→ **Items from a data source**:
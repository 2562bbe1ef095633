use serde::Serialize;

use crate::{Assumption, Discovery, TerritoryGraph};

/// Threshold above which the territory counts as well mapped.
pub const WELL_MAPPED_THRESHOLD: f64 = 0.6;

const WELL_MAPPED: &str = "Territory well mapped. Set your goal and proceed to paths.";
const EXPAND_FURTHER: &str =
    "Consider another expedition pass; significant unknown territory remains.";

/// What can be seen from the vantage point: a read-only aggregate of the
/// territory, discoveries and assumptions.
#[derive(Debug, Clone, PartialEq, Serialize)]
pub struct VantageSummary {
    pub territory_covered: usize,
    pub ground: usize,
    pub convention: usize,
    pub unknown: usize,
    pub discoveries: Vec<Discovery>,
    pub verified_discoveries: usize,
    pub assumptions: Vec<Assumption>,
    pub threshold: f64,
    pub recommendation: String,
}

impl VantageSummary {
    #[must_use]
    pub fn build(
        territory: &TerritoryGraph,
        discoveries: &[Discovery],
        assumptions: &[Assumption],
    ) -> Self {
        let counts = territory.counts();
        let threshold = territory.threshold();
        let recommendation = if threshold > WELL_MAPPED_THRESHOLD {
            WELL_MAPPED
        } else {
            EXPAND_FURTHER
        };
        Self {
            territory_covered: counts.nodes,
            ground: counts.ground,
            convention: counts.convention,
            unknown: counts.unknown,
            discoveries: discoveries.to_vec(),
            verified_discoveries: discoveries.iter().filter(|d| d.verified).count(),
            assumptions: assumptions.to_vec(),
            threshold,
            recommendation: recommendation.to_string(),
        }
    }
}
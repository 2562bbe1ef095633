//! Territory graph: the node/edge/cluster map built during expedition.
//!
//! The graph caches its threshold (fraction of ground nodes) and refreshes it
//! on node insertion only; edges and significance changes do not move it.

use serde::{Deserialize, Serialize};

use crate::NodeId;

/// Threshold above which expansion recommends moving on to consolidation.
pub const CONSOLIDATE_THRESHOLD: f64 = 0.7;

/// Significance given to nodes when the caller does not specify one.
pub const DEFAULT_SIGNIFICANCE: f64 = 0.5;

/// Edge label used when the caller does not specify one.
pub const DEFAULT_EDGE_LABEL: &str = "related";

#[derive(Debug, Clone, Copy, PartialEq, Eq, Hash, Serialize, Deserialize)]
#[serde(rename_all = "snake_case")]
pub enum NodeType {
    /// Verified fact.
    Ground,
    /// Habit or assumption treated as fact without evidence.
    Convention,
    /// Genuinely unresolved.
    Unknown,
}

impl NodeType {
    pub const ALL: [NodeType; 3] = [NodeType::Ground, NodeType::Convention, NodeType::Unknown];

    #[must_use]
    pub const fn as_str(self) -> &'static str {
        match self {
            NodeType::Ground => "ground",
            NodeType::Convention => "convention",
            NodeType::Unknown => "unknown",
        }
    }

    #[must_use]
    pub fn parse(value: &str) -> Option<Self> {
        let value = value.trim().to_ascii_lowercase();
        Self::ALL.into_iter().find(|t| t.as_str() == value)
    }
}

/// Classification reported by the geometric backend for one analysis.
///
/// Absent status means `Provisional`.
#[derive(Debug, Clone, Copy, PartialEq, Eq, Hash, Default, Serialize, Deserialize)]
#[serde(rename_all = "SCREAMING_SNAKE_CASE")]
pub enum GeometricStatus {
    Ground,
    Bridge,
    Conflict,
    #[default]
    Provisional,
}

impl GeometricStatus {
    /// Node type a result with this status is recorded as.
    #[must_use]
    pub const fn node_type(self) -> NodeType {
        match self {
            GeometricStatus::Ground => NodeType::Ground,
            GeometricStatus::Bridge => NodeType::Convention,
            GeometricStatus::Conflict | GeometricStatus::Provisional => NodeType::Unknown,
        }
    }
}

/// Backend provenance attached to nodes produced by the geometric strategy.
#[derive(Debug, Clone, PartialEq, Serialize)]
pub struct NodeMetadata {
    pub doorway_status: GeometricStatus,
    pub shape: String,
    pub gap_score: f64,
}

#[derive(Debug, Clone, PartialEq, Serialize)]
pub struct Node {
    pub id: NodeId,
    pub label: String,
    #[serde(rename = "type")]
    pub node_type: NodeType,
    pub significance: f64,
    #[serde(flatten)]
    pub metadata: Option<NodeMetadata>,
}

#[derive(Debug, Clone, PartialEq, Eq, Serialize)]
pub struct Edge {
    pub source_id: NodeId,
    pub target_id: NodeId,
    pub label: String,
}

/// Reserved grouping of existing nodes. No current operation creates one.
#[derive(Debug, Clone, PartialEq, Eq, Serialize)]
pub struct Cluster {
    pub id: String,
    pub label: String,
    pub node_ids: Vec<NodeId>,
}

/// Node counts per type.
#[derive(Debug, Clone, Copy, Default, PartialEq, Eq, Serialize)]
pub struct TypeCounts {
    pub nodes: usize,
    pub ground: usize,
    pub convention: usize,
    pub unknown: usize,
}

/// What the threshold says about the current expedition pass.
#[derive(Debug, Clone, Copy, PartialEq, Eq, Serialize)]
#[serde(rename_all = "snake_case")]
pub enum ExpansionAdvice {
    Consolidate,
    Continue,
}

impl ExpansionAdvice {
    #[must_use]
    pub fn from_threshold(threshold: f64) -> Self {
        if threshold > CONSOLIDATE_THRESHOLD {
            Self::Consolidate
        } else {
            Self::Continue
        }
    }
}

#[derive(Debug, Clone, Serialize)]
pub struct TerritoryGraph {
    nodes: Vec<Node>,
    edges: Vec<Edge>,
    clusters: Vec<Cluster>,
    threshold: f64,
    #[serde(skip)]
    next_id: NodeId,
}

impl Default for TerritoryGraph {
    fn default() -> Self {
        Self {
            nodes: Vec::new(),
            edges: Vec::new(),
            clusters: Vec::new(),
            threshold: 0.0,
            next_id: NodeId::first(),
        }
    }
}

impl TerritoryGraph {
    #[must_use]
    pub fn new() -> Self {
        Self::default()
    }

    /// Insert a node under a freshly allocated id and refresh the threshold.
    ///
    /// Significance is clamped into `[0, 1]`; NaN is recorded as `0`.
    pub fn add_node(
        &mut self,
        label: impl Into<String>,
        node_type: NodeType,
        significance: f64,
        metadata: Option<NodeMetadata>,
    ) -> &Node {
        let id = self.next_id;
        self.next_id = id.next();
        self.nodes.push(Node {
            id,
            label: label.into(),
            node_type,
            significance: clamp_unit(significance),
            metadata,
        });
        self.threshold = compute_threshold(&self.nodes);
        let index = self.nodes.len() - 1;
        &self.nodes[index]
    }

    /// Append an edge. Endpoints are not checked against the node set.
    pub fn add_edge(
        &mut self,
        source_id: NodeId,
        target_id: NodeId,
        label: impl Into<String>,
    ) -> &Edge {
        self.edges.push(Edge {
            source_id,
            target_id,
            label: label.into(),
        });
        let index = self.edges.len() - 1;
        &self.edges[index]
    }

    /// Force a node's significance to `1.0`. Returns `None` for unknown ids.
    pub fn mark_significant(&mut self, id: NodeId) -> Option<&Node> {
        let node = self.nodes.iter_mut().find(|node| node.id == id)?;
        node.significance = 1.0;
        Some(&*node)
    }

    #[must_use]
    pub fn nodes(&self) -> &[Node] {
        &self.nodes
    }

    #[must_use]
    pub fn edges(&self) -> &[Edge] {
        &self.edges
    }

    #[must_use]
    pub fn clusters(&self) -> &[Cluster] {
        &self.clusters
    }

    /// Fraction of nodes classified ground, rounded to three decimals.
    #[must_use]
    pub const fn threshold(&self) -> f64 {
        self.threshold
    }

    #[must_use]
    pub fn counts(&self) -> TypeCounts {
        let mut counts = TypeCounts {
            nodes: self.nodes.len(),
            ..TypeCounts::default()
        };
        for node in &self.nodes {
            match node.node_type {
                NodeType::Ground => counts.ground += 1,
                NodeType::Convention => counts.convention += 1,
                NodeType::Unknown => counts.unknown += 1,
            }
        }
        counts
    }

    /// Labels of every node of `node_type`, in insertion order.
    #[must_use]
    pub fn labels_of(&self, node_type: NodeType) -> Vec<&str> {
        self.nodes
            .iter()
            .filter(|node| node.node_type == node_type)
            .map(|node| node.label.as_str())
            .collect()
    }
}

fn compute_threshold(nodes: &[Node]) -> f64 {
    if nodes.is_empty() {
        return 0.0;
    }
    let ground = nodes
        .iter()
        .filter(|node| node.node_type == NodeType::Ground)
        .count();
    round3(ground as f64 / nodes.len() as f64)
}

fn round3(value: f64) -> f64 {
    (value * 1000.0).round() / 1000.0
}

pub(crate) fn clamp_unit(value: f64) -> f64 {
    if value.is_nan() {
        0.0
    } else {
        value.clamp(0.0, 1.0)
    }
}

→ **Problem description**: For each line above that contains "insertion", add one to a count, then state only the final number.

→ **Output of the task**: 2